39 Implicit in what I have just said are two propositions: first, that the word "agreed" in s.131(1)(a) refers to the making of a contract; and, second, that the relevant agreement need not form part of the "contract" with which s.131(1) is concerned. The first proposition relies on the normal expectation that "agreement" generally refers to a legally enforceable agreement (J R Bryant (Constructions) Pty Ltd v Daniels, unreported NSWCA, 20 March 1996), which expectation must be particularly strong in a statutory context such as the present dealing with matters of contract.
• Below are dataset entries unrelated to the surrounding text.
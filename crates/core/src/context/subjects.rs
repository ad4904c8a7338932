//! `subjects`, `subject`, and `primary-subject` context handlers

use super::ContextHandler;
use crate::errors::{LimarError, Result};
use crate::manifest::item::{ItemSet, SharedItem};
use crate::manifest::walker::ContextFrame;
use indexmap::IndexMap;

/// Records which subjects a command is about
///
/// The subject set is the union of the options of every enclosing context;
/// each subject also becomes a tag.
#[derive(Default)]
pub struct Subjects;

impl ContextHandler for Subjects {
    fn context_type(&self) -> &'static str {
        "subjects"
    }

    fn on_declare_item(&mut self, contexts: &[ContextFrame], item: &SharedItem) -> Result<()> {
        let mut subjects: IndexMap<String, ()> = IndexMap::new();
        for context in contexts {
            if context.context_type != "subjects" {
                continue;
            }
            for name in context.opts.keys() {
                subjects.insert(name.clone(), ());
            }
        }
        let subjects: Vec<String> = subjects.into_keys().collect();

        let mut item = item.borrow_mut();
        for subject in &subjects {
            item.tags.add(subject.clone(), None);
        }
        item.subjects = Some(subjects);
        Ok(())
    }
}

/// Marks the single subject a command's entities should be keyed by
#[derive(Default)]
pub struct PrimarySubject {
    current: Option<String>,
}

impl ContextHandler for PrimarySubject {
    fn context_type(&self) -> &'static str {
        "primary-subject"
    }

    fn on_enter_context(&mut self, context: &ContextFrame) -> Result<()> {
        let primary = context.opts.keys().next().cloned().ok_or_else(|| {
            LimarError::manifest(
                "A @primary-subject context must name a subject".to_string(),
            )
        })?;

        if let Some(current) = &self.current {
            return Err(LimarError::manifest(format!(
                "Can only have one nested @primary-subject context: tried to nest '{primary}' inside '{current}'"
            )));
        }

        self.current = Some(primary);
        Ok(())
    }

    fn on_exit_context(
        &mut self,
        _context: &ContextFrame,
        _items: &ItemSet,
        _item_sets: &IndexMap<String, ItemSet>,
    ) -> Result<()> {
        self.current = None;
        Ok(())
    }

    fn on_declare_item(&mut self, _contexts: &[ContextFrame], item: &SharedItem) -> Result<()> {
        item.borrow_mut().primary_subject = self.current.clone();
        Ok(())
    }
}

/// Declares subject items: things entities can be about
///
/// A subject must carry an `id` tag naming the entity field it is keyed by,
/// and accumulates subject dependencies from its `/`-prefixed tags.
#[derive(Default)]
pub struct Subject;

impl ContextHandler for Subject {
    fn context_type(&self) -> &'static str {
        "subject"
    }

    fn on_declare_item(&mut self, _contexts: &[ContextFrame], item: &SharedItem) -> Result<()> {
        let mut item = item.borrow_mut();
        item.tags.add("subject", None);

        if item.is_validation_exempt() {
            return Ok(());
        }

        let id = item.tags.value_of("id").map(str::to_string);
        match id {
            Some(id) => item.id = Some(id),
            None => {
                return Err(LimarError::manifest(format!(
                    "@subject '{}' missing 'id' tag",
                    item.item_ref
                )))
            }
        }

        let dependencies: Vec<String> = item
            .tags
            .iter()
            .filter(|(name, value)| value.is_none() && name.starts_with('/'))
            .map(|(name, _)| name.clone())
            .collect();
        item.dependencies = dependencies;
        Ok(())
    }
}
As to the second proposition, I merely say that I accept, without deciding, that an agreement made subsequently to the contract itself may be taken as relevant for s.131(1)(a) purposes where, as here, the contract itself contained an agreement of the s.131(1)(a) kind and the subsequent agreement is said to vary that original agreement.
40 In paragraph 11 of the statement of claim, Aztech says that the time for registration or ratification was "extended by implication to 20 February 2003 or a reasonable time thereafter". The present context is one in which the parties "agreed to" a time and the inquiry is as to whether they later "agreed to" some later time. While agreement may be implied from facts, the only pertinent facts to which Aztech points are those concerning the conversation on 14 February 2003. Paragraph 11 of the statement of claim therefore does not advance matters from Aztech's point of view.
41 Paragraph 12 of the statement of claim pleads an estoppel, saying that the defendants are estopped from denying an agreement to extend the time for registration or ratification to 20 February 2003 or a reasonable time thereafter. Estoppel, however, cannot help Aztech when it comes to the question posed by s.131(1) as to "the time agreed to by the parties to the contract" - that being, of course, a question going to the very existence of the contract on which Aztech sues. I have already expressed the view that "agreed" in s.131(1)(a) connotes contract. When the question is whether a particular time originally "agreed" by the parties has been replaced by a later time "agreed" by them, the purely contractual connotation makes irrelevant any estoppel that might preclude an assertion by one or more of the parties that the later time is not the applicable time. An estoppel is not an agreement. The distinction is succinctly stated in an old American case (Forsyth v Day 46 Me 176 (1853), Supreme Judicial Court of Maine):
"The distinction between a contract intentionally assented to, or ratified in fact, and an estoppel to deny the validity of the contract, is very wide. In the former case, the party is bound, because he intended to be; in the latter, he is bound notwithstanding that there was no such intention because the other party will be prejudiced and defrauded by his conduct, unless the law treat him as legally bound."
42 Use of the word "agreed" in s.131(1)(a) shows that the provision is exclusively concerned with what is here called "the former case".